*** Opening of Provided material ***
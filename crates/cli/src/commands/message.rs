use chairfit_core::domain::lead::LeadContact;
use chairfit_core::domain::profile::UserProfile;
use chairfit_core::messaging::{customer_message, offer_message, team_summary};
use chairfit_core::phone::normalize_whatsapp_number;
use chairfit_core::recommendation::RecommendationEngine;
use chairfit_gateway::{HttpMessagingGateway, MessagingGateway};
use serde::Serialize;

use crate::commands::{load_catalog, CommandResult, EXIT_CONFIG, EXIT_ENGINE, EXIT_GATEWAY};

const COMMAND: &str = "message";

#[derive(Clone, Copy, Debug, Default, PartialEq, Eq, Serialize)]
#[serde(rename_all = "snake_case")]
pub enum MessageKind {
    #[default]
    Customer,
    Offer,
    Team,
}

#[derive(Debug, Clone, Default)]
pub struct MessageArgs {
    pub name: String,
    pub email: String,
    pub height: String,
    pub weight: String,
    pub profile: String,
    pub kind: MessageKind,
    /// Deliver through the configured gateway instead of only printing.
    pub send_to: Option<String>,
}

#[derive(Debug, Serialize)]
struct DeliveryReport {
    command: &'static str,
    status: &'static str,
    kind: MessageKind,
    number: String,
    message_id: Option<String>,
}

pub fn run(args: &MessageArgs) -> CommandResult {
    let (config, catalog) = match load_catalog(COMMAND) {
        Ok(loaded) => loaded,
        Err(result) => return result,
    };

    let contact = LeadContact {
        name: args.name.clone(),
        email: args.email.clone(),
        phone: args.send_to.clone().unwrap_or_default(),
        contact_consent: true,
        ..LeadContact::default()
    };
    let profile = UserProfile::from_raw(&args.height, &args.weight, &args.profile);
    let set = match RecommendationEngine::new().generate(&profile, &catalog) {
        Ok(set) => set,
        Err(error) => {
            return CommandResult::failure(COMMAND, "engine", error.to_string(), EXIT_ENGINE)
        }
    };

    let branding = config.contact.branding();
    let text = match args.kind {
        MessageKind::Customer => customer_message(&contact, set.primary(), &branding),
        MessageKind::Offer => offer_message(&contact, set.primary(), &branding),
        MessageKind::Team => team_summary(&contact, &profile, &set, &branding),
    };

    let Some(number) = args.send_to.as_deref() else {
        return CommandResult::text(text);
    };

    if !config.messaging.enabled {
        return CommandResult::failure(
            COMMAND,
            "config_validation",
            "messaging.enabled must be true to send messages",
            EXIT_CONFIG,
        );
    }
    let gateway = match HttpMessagingGateway::from_config(&config.messaging) {
        Ok(gateway) => gateway,
        Err(error) => {
            return CommandResult::failure(COMMAND, "gateway", error.to_string(), EXIT_GATEWAY)
        }
    };

    let runtime = match tokio::runtime::Builder::new_current_thread().enable_all().build() {
        Ok(runtime) => runtime,
        Err(error) => {
            return CommandResult::failure(
                COMMAND,
                "runtime",
                format!("failed to initialize async runtime: {error}"),
                1,
            )
        }
    };

    match runtime.block_on(gateway.send_text(number, &text)) {
        Ok(receipt) => CommandResult::json(
            COMMAND,
            &DeliveryReport {
                command: COMMAND,
                status: "ok",
                kind: args.kind,
                number: receipt.number,
                message_id: receipt.message_id,
            },
        ),
        Err(error) => CommandResult::failure(
            COMMAND,
            "gateway",
            format!("delivery to {} failed: {error}", normalize_whatsapp_number(number)),
            EXIT_GATEWAY,
        ),
    }
}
*** Close of Provided material ***
* _Required work_:
Return all of the entries exactly as they were supplied.

* _Answer space_:
filename crates/cli/src/commands/message.rs
use chairfit_core::domain::lead::LeadContact;
use chairfit_core::domain::profile::UserProfile;
use chairfit_core::messaging::{customer_message, offer_message, team_summary};
use chairfit_core::phone::normalize_whatsapp_number;
use chairfit_core::recommendation::RecommendationEngine;
use chairfit_gateway::{HttpMessagingGateway, MessagingGateway};
use serde::Serialize;

use crate::commands::{load_catalog, CommandResult, EXIT_CONFIG, EXIT_ENGINE, EXIT_GATEWAY};

const COMMAND: &str = "message";

#[derive(Clone, Copy, Debug, Default, PartialEq, Eq, Serialize)]
#[serde(rename_all = "snake_case")]
pub enum MessageKind {
    #[default]
    Customer,
    Offer,
    Team,
}

#[derive(Debug, Clone, Default)]
pub struct MessageArgs {
    pub name: String,
    pub email: String,
    pub height: String,
    pub weight: String,
    pub profile: String,
    pub kind: MessageKind,
    /// Deliver through the configured gateway instead of only printing.
    pub send_to: Option<String>,
}

#[derive(Debug, Serialize)]
struct DeliveryReport {
    command: &'static str,
    status: &'static str,
    kind: MessageKind,
    number: String,
    message_id: Option<String>,
}

pub fn run(args: &MessageArgs) -> CommandResult {
    let (config, catalog) = match load_catalog(COMMAND) {
        Ok(loaded) => loaded,
        Err(result) => return result,
    };

    let contact = LeadContact {
        name: args.name.clone(),
        email: args.email.clone(),
        phone: args.send_to.clone().unwrap_or_default(),
        contact_consent: true,
        ..LeadContact::default()
    };
    let profile = UserProfile::from_raw(&args.height, &args.weight, &args.profile);
    let set = match RecommendationEngine::new().generate(&profile, &catalog) {
        Ok(set) => set,
        Err(error) => {
            return CommandResult::failure(COMMAND, "engine", error.to_string(), EXIT_ENGINE)
        }
    };

    let branding = config.contact.branding();
    let text = match args.kind {
        MessageKind::Customer => customer_message(&contact, set.primary(), &branding),
        MessageKind::Offer => offer_message(&contact, set.primary(), &branding),
        MessageKind::Team => team_summary(&contact, &profile, &set, &branding),
    };

    let Some(number) = args.send_to.as_deref() else {
        return CommandResult::text(text);
    };

    if !config.messaging.enabled {
        return CommandResult::failure(
            COMMAND,
            "config_validation",
            "messaging.enabled must be true to send messages",
            EXIT_CONFIG,
        );
    }
    let gateway = match HttpMessagingGateway::from_config(&config.messaging) {
        Ok(gateway) => gateway,
        Err(error) => {
            return CommandResult::failure(COMMAND, "gateway", error.to_string(), EXIT_GATEWAY)
        }
    };

    let runtime = match tokio::runtime::Builder::new_current_thread().enable_all().build() {
        Ok(runtime) => runtime,
        Err(error) => {
            return CommandResult::failure(
                COMMAND,
                "runtime",
                format!("failed to initialize async runtime: {error}"),
                1,
            )
        }
    };

    match runtime.block_on(gateway.send_text(number, &text)) {
        Ok(receipt) => CommandResult::json(
            COMMAND,
            &DeliveryReport {
                command: COMMAND,
                status: "ok",
                kind: args.kind,
                number: receipt.number,
                message_id: receipt.message_id,
            },
        ),
        Err(error) => CommandResult::failure(
            COMMAND,
            "gateway",
            format!("delivery to {} failed: {error}", normalize_whatsapp_number(number)),
            EXIT_GATEWAY,
        ),
    }
}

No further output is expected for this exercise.